One of the pieces of this masterful orchestration is entitled "Gethsemane."
As I have performed this song, the Spirit has given me a glimpse of the depth of what went on in Gethsemane. A glimpse I have never had, even when I lived in Jerusalem and went to this garden many times a week. Even when I had a very sacred physical experience in Gethsemane, there was no music to make what I felt there come to life.
Now there is.
There are impressive soloists representing Peter, John, Thomas, Judas, Mary Mother of Jesus, Mary Magdalene, Pilate, and a few others. But the composer chose not to have a soloist represent the Savior. He chose a cello. Here is a low quality video of what this song sounds like without the choir:
There is a moment in this song after the cello personifies the expressions of the Savior during the atonement where the choir takes over and starts to sing the words of the Savior as He pleads that the bitter cup be taken from him. A moment when I cannot let myself think about the meaning of what we are portraying, or I lose my composure and with it my ability to perform. It is a sacred, powerful and intense moment.
The Abba moment.
The orchestra and choir mesh to produce an indelible expression of music that portrays the infinite suffering. Suffering of a God, made human, for this very moment. The music starts in piano (very soft) and grows over about ten measures at which point the orchestra is nearly snapping their strings and the choir is all but screaming.

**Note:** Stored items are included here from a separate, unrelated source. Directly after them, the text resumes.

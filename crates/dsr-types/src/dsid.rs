//! Datastream identifiers and sequential dsid allocation.
//!
//! A dsid is a single URI path segment. Generated dsids are a fixed prefix
//! followed by a decimal suffix (`FOO1`, `FOO57`). Hand-assigned dsids may be
//! any non-empty segment (`abcd`, `foo.bar`).

use std::cmp::Ordering;
use std::fmt;

use serde::{Deserialize, Serialize};
use tracing::{debug, warn};

use crate::error::{TypeError, TypeResult};

/// Characters that cannot appear in a dsid, besides any whitespace.
const FORBIDDEN_CHARS: &[char] = &['/', '?', '#'];

fn is_forbidden(c: char) -> bool {
    c.is_whitespace() || FORBIDDEN_CHARS.contains(&c)
}

/// Key of a datastream within its owning object.
#[derive(Clone, PartialEq, Eq, Hash, PartialOrd, Ord, Serialize, Deserialize)]
#[serde(try_from = "String", into = "String")]
pub struct DatastreamId(String);

impl DatastreamId {
    /// Validate and wrap a dsid.
    ///
    /// # Examples
    ///
    /// ```
    /// use dsr_types::DatastreamId;
    ///
    /// assert!(DatastreamId::new("FOO1").is_ok());
    /// assert!(DatastreamId::new("foo.bar").is_ok());
    /// assert!(DatastreamId::new("").is_err());
    /// assert!(DatastreamId::new("a/b").is_err());
    /// ```
    pub fn new(dsid: impl Into<String>) -> TypeResult<Self> {
        let dsid: String = dsid.into();
        if dsid.is_empty() {
            return Err(TypeError::EmptyDsid);
        }
        if let Some(ch) = dsid.chars().find(|c| is_forbidden(*c)) {
            return Err(TypeError::InvalidDsid {
                dsid,
                reason: format!("contains forbidden character: {ch:?}"),
            });
        }
        Ok(Self(dsid))
    }

    /// The raw dsid string.
    pub fn as_str(&self) -> &str {
        &self.0
    }

    /// URL-parameter form of the dsid. Dots are escaped as `%2e` so that
    /// routers do not mistake the tail of the id for a format extension.
    pub fn to_param(&self) -> String {
        self.0.replace('.', "%2e")
    }

    /// The decimal suffix of this dsid under `prefix`, without leading
    /// zeros, if it has one.
    pub fn suffix_under(&self, prefix: &str) -> Option<&str> {
        parse_suffix(&self.0, prefix)
    }
}

impl fmt::Debug for DatastreamId {
    fn fmt(&self, f: &mut fmt::Formatter<'_>) -> fmt::Result {
        write!(f, "DatastreamId({})", self.0)
    }
}

impl fmt::Display for DatastreamId {
    fn fmt(&self, f: &mut fmt::Formatter<'_>) -> fmt::Result {
        f.write_str(&self.0)
    }
}

impl AsRef<str> for DatastreamId {
    fn as_ref(&self) -> &str {
        &self.0
    }
}

impl TryFrom<String> for DatastreamId {
    type Error = TypeError;

    fn try_from(value: String) -> TypeResult<Self> {
        Self::new(value)
    }
}

impl TryFrom<&str> for DatastreamId {
    type Error = TypeError;

    fn try_from(value: &str) -> TypeResult<Self> {
        Self::new(value)
    }
}

impl From<DatastreamId> for String {
    fn from(id: DatastreamId) -> Self {
        id.0
    }
}

/// The positive decimal suffix of `id` under `prefix`, leading zeros
/// stripped.
///
/// Returns `None` when `id` does not start with `prefix`, or when the
/// remainder is empty, contains anything but ASCII digits, or is zero.
/// Suffixes are kept as digit strings so arbitrarily long ones still order
/// correctly.
fn parse_suffix<'a>(id: &'a str, prefix: &str) -> Option<&'a str> {
    let rest = id.strip_prefix(prefix)?;
    if rest.is_empty() || !rest.bytes().all(|b| b.is_ascii_digit()) {
        return None;
    }
    let digits = rest.trim_start_matches('0');
    (!digits.is_empty()).then_some(digits)
}

/// Numeric order of two normalised digit strings.
fn cmp_decimal(a: &str, b: &str) -> Ordering {
    a.len().cmp(&b.len()).then_with(|| a.cmp(b))
}

/// Add one to a normalised digit string. The empty string counts as zero.
fn increment_decimal(digits: &str) -> String {
    match digits.rfind(|c: char| c != '9') {
        Some(idx) => {
            let bumped = char::from(digits.as_bytes()[idx] + 1);
            format!("{}{bumped}{}", &digits[..idx], "0".repeat(digits.len() - idx - 1))
        }
        None => format!("1{}", "0".repeat(digits.len())),
    }
}

/// Largest suffix under `prefix`, or the empty string when there is none.
fn max_suffix<I, S>(existing: I, prefix: &str) -> String
where
    I: IntoIterator<Item = S>,
    S: AsRef<str>,
{
    let mut max = String::new();
    for id in existing {
        let id = id.as_ref();
        if !id.starts_with(prefix) {
            continue;
        }
        match parse_suffix(id, prefix) {
            Some(digits) if cmp_decimal(digits, &max) == Ordering::Greater => {
                max = digits.to_string();
            }
            Some(_) => {}
            None => warn!(id, prefix, "skipping id without numeric suffix"),
        }
    }
    max
}

/// Compute the next unused id in the `prefix` sequence.
///
/// Ids with other prefixes are ignored. Ids that carry the prefix but no
/// positive integer suffix are skipped, so allocation never fails. The
/// result's suffix is one more than the largest existing suffix, however
/// many digits that takes.
///
/// # Examples
///
/// ```
/// use dsr_types::next_id;
///
/// assert_eq!(next_id(Vec::<String>::new(), "FOO"), "FOO1");
/// assert_eq!(next_id(["FOO56", "BAR3"], "FOO"), "FOO57");
/// assert_eq!(next_id(["FOOx"], "FOO"), "FOO1");
/// assert_eq!(next_id(["FOO999"], "FOO"), "FOO1000");
/// ```
pub fn next_id<I, S>(existing: I, prefix: &str) -> String
where
    I: IntoIterator<Item = S>,
    S: AsRef<str>,
{
    format!("{prefix}{}", increment_decimal(&max_suffix(existing, prefix)))
}

/// Typed form of [`next_id`].
///
/// Fails only if `prefix` itself contains characters that are not allowed in
/// a dsid; an empty prefix is allowed since the suffix is never empty.
pub fn next_dsid<'a, I>(existing: I, prefix: &str) -> TypeResult<DatastreamId>
where
    I: IntoIterator<Item = &'a DatastreamId>,
{
    DatastreamId::new(next_id(existing, prefix))
}

/// Sequential allocator over a snapshot of existing dsids.
///
/// Each [`allocate`](Self::allocate) registers the id it returns, so
/// successive calls yield `FOO1`, `FOO2`, ... Not internally synchronised:
/// callers sharing an owner across threads must serialise allocation.
#[derive(Debug, Clone)]
pub struct DsidAllocator {
    prefix: String,
    next_suffix: String,
}

impl DsidAllocator {
    /// Create an allocator for `prefix` seeded from the existing dsids.
    pub fn new<I, S>(prefix: impl Into<String>, existing: I) -> TypeResult<Self>
    where
        I: IntoIterator<Item = S>,
        S: AsRef<str>,
    {
        let prefix: String = prefix.into();
        if let Some(ch) = prefix.chars().find(|c| is_forbidden(*c)) {
            return Err(TypeError::InvalidDsid {
                dsid: prefix,
                reason: format!("prefix contains forbidden character: {ch:?}"),
            });
        }
        let next_suffix = increment_decimal(&max_suffix(existing, &prefix));
        Ok(Self {
            prefix,
            next_suffix,
        })
    }

    /// The prefix this allocator hands out.
    pub fn prefix(&self) -> &str {
        &self.prefix
    }

    /// The id the next call to [`allocate`](Self::allocate) will return.
    pub fn peek(&self) -> String {
        format!("{}{}", self.prefix, self.next_suffix)
    }

    /// Record an externally assigned id so it is never handed out.
    pub fn register(&mut self, id: &str) {
        if let Some(digits) = parse_suffix(id, &self.prefix) {
            if cmp_decimal(digits, &self.next_suffix) != Ordering::Less {
                self.next_suffix = increment_decimal(digits);
            }
        }
    }

    /// Return the next id and register it.
    pub fn allocate(&mut self) -> DatastreamId {
        let id = DatastreamId(self.peek());
        self.next_suffix = increment_decimal(&self.next_suffix);
        debug!(dsid = %id, "allocated dsid");
        id
    }
}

Every time this moment happens, I look at the director who is flexing virtually every muscle in his body as he rips this sound from the collective soul of the choir and orchestra.
ALA LO TSAVANI, ANT TSAVANACH ------- But not my will, Thy will
O ABBA! ------- O Father!
Even amidst this Abba cry and the awful and amazing expiation of the sins of every living soul in the universe, He was the Director.
The Director of Gethsemane.
At any moment, Jesus of Nazareth could have put the baton down and stopped the awful and infinite music of the wrath of the atonement. He could have chosen not to go through with it. But He didn't. He kept the music going to the bitter end.
"---how sore you know not, how exquisite you know not, yea, how hard to bear you know not. For behold, I God, have suffered these things for all, that they might not suffer if they would repent;...which suffering caused myself, even God, the greatest of all, to tremble because of pain, and to bleed at every pore, and to suffer both body and spirit---and would that I might not drink the bitter cup and shrink---" (D&C 19:15-19).